Civil rights activists have been calling for more Black police officers after the shooting death of Michael Brown in Ferguson, Mo., the death of Freddie Gray Jr., from Baltimore, who died in police custody on April 19, and so many other cases involving police and dead black men.

In the case of Freddie Gray, it’s not a simple case of racism and policing: Three of the six police officers charged in Gray’s death are Black, which underscores that the pervasive flawed police culture transcends race. The distrust among Black residents toward police of any color has never been more apparent.

And now, there is a broader issue to consider: The Wall Street Journal reported that the percentage of African-Americans in the nation’s police departments has remained stagnant for years, according to a U.S. Department of Justice survey.

The Journal reported that Black police officers make up just 12% of all local police officers and the overall U.S. black population is 13.2%.

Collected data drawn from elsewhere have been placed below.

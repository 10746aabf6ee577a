//! Tensor-ops helpers the quantization path is written against.
//!
//! candle ships `matmul`, `permute`, `unsqueeze` and `squeeze` but no
//! einsum, so [`einsum`] lowers a two-operand contraction onto a single
//! batched matmul:
//!
//! ```text
//! lhs → permute [batch, lhs_free, contracted] → reshape (B, M, K)
//! rhs → permute [batch, contracted, rhs_free] → reshape (B, K, N)
//! (B, M, N) → reshape [batch, lhs_free, rhs_free] → permute output order
//! ```
//!
//! Everything goes through ordinary candle ops, so the result is
//! differentiable with candle's autodiff.

use std::collections::HashMap;

use candle_core::Tensor;

use qdense_common::{QDenseError, Result};

/// Split `"lhs,rhs->out"` into per-operand label lists. Letters only.
pub fn split_contraction(equation: &str) -> Result<(Vec<char>, Vec<char>, Vec<char>)> {
    let (operands, output) = equation
        .split_once("->")
        .ok_or_else(|| QDenseError::equation(equation, "missing '->'"))?;
    let (lhs, rhs) = operands
        .split_once(',')
        .ok_or_else(|| QDenseError::equation(equation, "expected two comma-separated operands"))?;
    let labels = |spec: &str| -> Result<Vec<char>> {
        if let Some(bad) = spec.chars().find(|c| !c.is_ascii_alphabetic()) {
            return Err(QDenseError::equation(
                equation,
                format!("unexpected character '{bad}'"),
            ));
        }
        let chars: Vec<char> = spec.chars().collect();
        for (i, c) in chars.iter().enumerate() {
            if chars[..i].contains(c) {
                return Err(QDenseError::equation(
                    equation,
                    format!("label '{c}' repeated within '{spec}'"),
                ));
            }
        }
        Ok(chars)
    };
    Ok((labels(lhs)?, labels(rhs)?, labels(output)?))
}

/// Two-operand einsum over single-letter labels, e.g. `"abc,cd->abd"`.
///
/// Labels that appear in only one operand and not in the output are summed
/// away before the contraction. Both operands must share a dtype.
pub fn einsum(equation: &str, lhs: &Tensor, rhs: &Tensor) -> Result<Tensor> {
    let (lhs_labels, rhs_labels, out_labels) = split_contraction(equation)?;

    if let Some(&missing) = out_labels
        .iter()
        .find(|&l| !lhs_labels.contains(l) && !rhs_labels.contains(l))
    {
        return Err(QDenseError::equation(
            equation,
            format!("output label '{missing}' appears in neither operand"),
        ));
    }

    let mut sizes: HashMap<char, usize> = HashMap::new();
    for (labels, t) in [(&lhs_labels, lhs), (&rhs_labels, rhs)] {
        if labels.len() != t.rank() {
            return Err(QDenseError::ShapeMismatch(format!(
                "equation '{equation}' labels '{}' an operand of shape {:?}",
                labels.iter().collect::<String>(),
                t.dims()
            )));
        }
        for (&label, &dim) in labels.iter().zip(t.dims()) {
            match sizes.get(&label) {
                Some(&prev) if prev != dim => {
                    return Err(QDenseError::ShapeMismatch(format!(
                        "label '{label}' has size {prev} in one operand and {dim} in the other \
                         (lhs {:?}, rhs {:?})",
                        lhs.dims(),
                        rhs.dims()
                    )));
                }
                _ => {
                    sizes.insert(label, dim);
                }
            }
        }
    }
    let (lhs, lhs_labels) = sum_private(lhs, &lhs_labels, &rhs_labels, &out_labels)?;
    let (rhs, rhs_labels) = sum_private(rhs, &rhs_labels, &lhs_labels, &out_labels)?;

    let batch: Vec<char> = out_labels
        .iter()
        .filter(|&l| lhs_labels.contains(l) && rhs_labels.contains(l))
        .copied()
        .collect();
    let contracted: Vec<char> = lhs_labels
        .iter()
        .filter(|&l| rhs_labels.contains(l) && !out_labels.contains(l))
        .copied()
        .collect();
    let lhs_free: Vec<char> = lhs_labels
        .iter()
        .filter(|&l| !rhs_labels.contains(l))
        .copied()
        .collect();
    let rhs_free: Vec<char> = rhs_labels
        .iter()
        .filter(|&l| !lhs_labels.contains(l))
        .copied()
        .collect();

    let numel = |labels: &[char]| labels.iter().map(|l| sizes[l]).product::<usize>();
    let (b, m, k, n) = (
        numel(&batch),
        numel(&lhs_free),
        numel(&contracted),
        numel(&rhs_free),
    );

    let lhs_order = [batch.as_slice(), lhs_free.as_slice(), contracted.as_slice()].concat();
    let rhs_order = [batch.as_slice(), contracted.as_slice(), rhs_free.as_slice()].concat();
    let lhs3 = permute_labels(&lhs, &lhs_labels, &lhs_order)?.reshape((b, m, k))?;
    let rhs3 = permute_labels(&rhs, &rhs_labels, &rhs_order)?.reshape((b, k, n))?;
    let product = lhs3.matmul(&rhs3)?;

    let result_labels = [batch.as_slice(), lhs_free.as_slice(), rhs_free.as_slice()].concat();
    let result_dims: Vec<usize> = result_labels.iter().map(|l| sizes[l]).collect();
    let product = product.reshape(result_dims)?;
    permute_labels(&product, &result_labels, &out_labels)
}

/// Sum over labels that only `labels` carries and the output drops.
fn sum_private(
    t: &Tensor,
    labels: &[char],
    other: &[char],
    output: &[char],
) -> Result<(Tensor, Vec<char>)> {
    let private: Vec<usize> = labels
        .iter()
        .enumerate()
        .filter(|&(_, l)| !other.contains(l) && !output.contains(l))
        .map(|(i, _)| i)
        .collect();
    if private.is_empty() {
        return Ok((t.clone(), labels.to_vec()));
    }
    let kept = labels
        .iter()
        .enumerate()
        .filter(|(i, _)| !private.contains(i))
        .map(|(_, &l)| l)
        .collect();
    Ok((t.sum(private)?, kept))
}

/// Permute `t`, currently laid out as `from`, into the order `to`.
fn permute_labels(t: &Tensor, from: &[char], to: &[char]) -> Result<Tensor> {
    let perm: Vec<usize> = to
        .iter()
        .map(|l| from.iter().position(|f| f == l))
        .collect::<Option<_>>()
        .ok_or_else(|| {
            QDenseError::ShapeMismatch(format!(
                "cannot permute labels {from:?} into {to:?}"
            ))
        })?;
    transpose(t, &perm)
}

/// `transpose(tensor, perm)`; the identity permutation is a no-op.
pub fn transpose(t: &Tensor, perm: &[usize]) -> Result<Tensor> {
    if perm.iter().enumerate().all(|(i, &p)| i == p) {
        return Ok(t.clone());
    }
    Ok(t.permute(perm.to_vec())?.contiguous()?)
}

/// Insert size-1 axes. `axes` are positions in the result.
pub fn expand_dims(t: &Tensor, axes: &[usize]) -> Result<Tensor> {
    let mut sorted = axes.to_vec();
    sorted.sort_unstable();
    let mut out = t.clone();
    for axis in sorted {
        out = out.unsqueeze(axis)?;
    }
    Ok(out)
}

/// Remove size-1 axes. `axes` are positions in the input.
pub fn squeeze(t: &Tensor, axes: &[usize]) -> Result<Tensor> {
    let mut sorted = axes.to_vec();
    sorted.sort_unstable_by(|a, b| b.cmp(a));
    let mut out = t.clone();
    for axis in sorted {
        if out.dim(axis)? != 1 {
            return Err(QDenseError::ShapeMismatch(format!(
                "cannot squeeze axis {axis} of shape {:?}",
                out.dims()
            )));
        }
        out = out.squeeze(axis)?;
    }
    Ok(out)
}

// ── Tests ───────────────────────────────────────────────────────────────────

“The numbers are not so surprising. We’ve known that this is an issue,” Anne Kringen, a criminal justice scholar at University of New Haven in West Haven, Conn, told The Journal. “Unfortunately, we still haven’t gotten to the multitude of reasons why,” which includes everything from a lack of resources to a lack of training in how to best attract minority candidates,” she said.

The Wall Street Journal reports that the total number of sworn police officers at more than 12,000 local departments across the U.S. in 2013 was 477,000. About 58,000 Black officers were working in the U.S. in 2013, compared to about 55,000 in 2007, but the percentage of Black officers as a share of the total number of police remained flat at about 12%.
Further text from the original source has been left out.